Si ritorna quindi all’intreccio ormai profondo fra scienza e business. “E’ necessario intervenire sul sistema dei brevetti per assicurare una politica della ricerca che sia realmente democratica e nell’interesse di tutti”, ha affermato ancora Capocci. D’altra parte, in diversi ambiti, il sistema del copyright si sta dimostrando antisociale. Per esempio in ambito informatico, lo sviluppo del free software dimostra che l’innovazione tecnologica non è necessariamente dipendente dai brevetti. “Anche in ambito biologico”, ha sottolineato Corbellini, “gli strumenti conoscitivi a nostra disposizione faranno presto saltare il sistema dei brevetti per quel che riguarda le sequenze geniche”. La stessa sequenza potrà infatti essere ritrovata in diversi organismi, e quindi passibile di più di un brevetto. Il concetto stesso di proprietà intellettuale viene quindi a cadere.

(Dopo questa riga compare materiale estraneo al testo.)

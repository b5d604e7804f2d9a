use std::num::NonZeroUsize;

use test_catalog::Filter;

/// Worker count used when `--threads` is not given.
pub const DEFAULT_THREADS: NonZeroUsize = match NonZeroUsize::new(4) {
    Some(threads) => threads,
    None => panic!("default thread count must be positive"),
};

/// Settings of one invocation. Built once by [`crate::parse_args`], read-only afterwards.
#[derive(Debug, Clone, PartialEq, Eq)]
pub struct RunConfig {
    /// If specified, run a specific test suite
    pub suite: Option<String>,
    /// If specified, run a specific test
    pub test: Option<String>,
    /// Whether to run the tests with multiple threads
    pub multithreaded: bool,
    /// Number of threads to use if multithreaded is enabled
    pub threads: NonZeroUsize,
    /// Whether to show a list of the tests instead of running them
    pub show_list: bool,
    /// Whether to print the banner at the start of the tests
    pub print_banner: bool,
    /// Whether to print the help message
    pub print_help: bool,
    /// Additional debug prints
    pub debug: bool,
    /// Whether to not print OK results
    pub quiet: bool,
}

/// What an invocation does, derived from [`RunConfig`].
#[derive(Debug, Clone, Copy, PartialEq, Eq)]
pub enum Mode {
    Help,
    List,
    Sequential,
    Concurrent(NonZeroUsize),
}

impl Default for RunConfig {
    fn default() -> Self {
        Self {
            suite: None,
            test: None,
            multithreaded: false,
            threads: DEFAULT_THREADS,
            show_list: false,
            print_banner: true,
            print_help: false,
            debug: false,
            quiet: false,
        }
    }
}

impl RunConfig {
    pub fn filter(&self) -> Filter<'_> {
        Filter::new(self.suite.as_deref(), self.test.as_deref())
    }

    /// Help wins over listing, listing wins over running.
    pub fn mode(&self) -> Mode {
        match self {
            RunConfig {
                print_help: true, ..
            } => Mode::Help,
            RunConfig { show_list: true, .. } => Mode::List,
            RunConfig {
                multithreaded: true,
                threads,
                ..
            } if cfg!(feature = "multithreaded") => Mode::Concurrent(*threads),
            _ => Mode::Sequential,
        }
    }
}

Il “popolo di Seattle” o i contadini del Karnataka (che da anni in India si oppongono in modo più o meno pacifico all’invasione biotecnologica e alla biopirateria), o la comunità che sviluppa il software Linux diventano quindi sintomatici di un nuovo modo di fare politica, nel quale è la stessa azione diretta dei popoli, non più mediata dalle forme usuali della democrazia occidentale, a rivendicare il diritto di ognuno di vivere una vita che sia dignitosa, secondo la propria cultura, nel luogo scelto.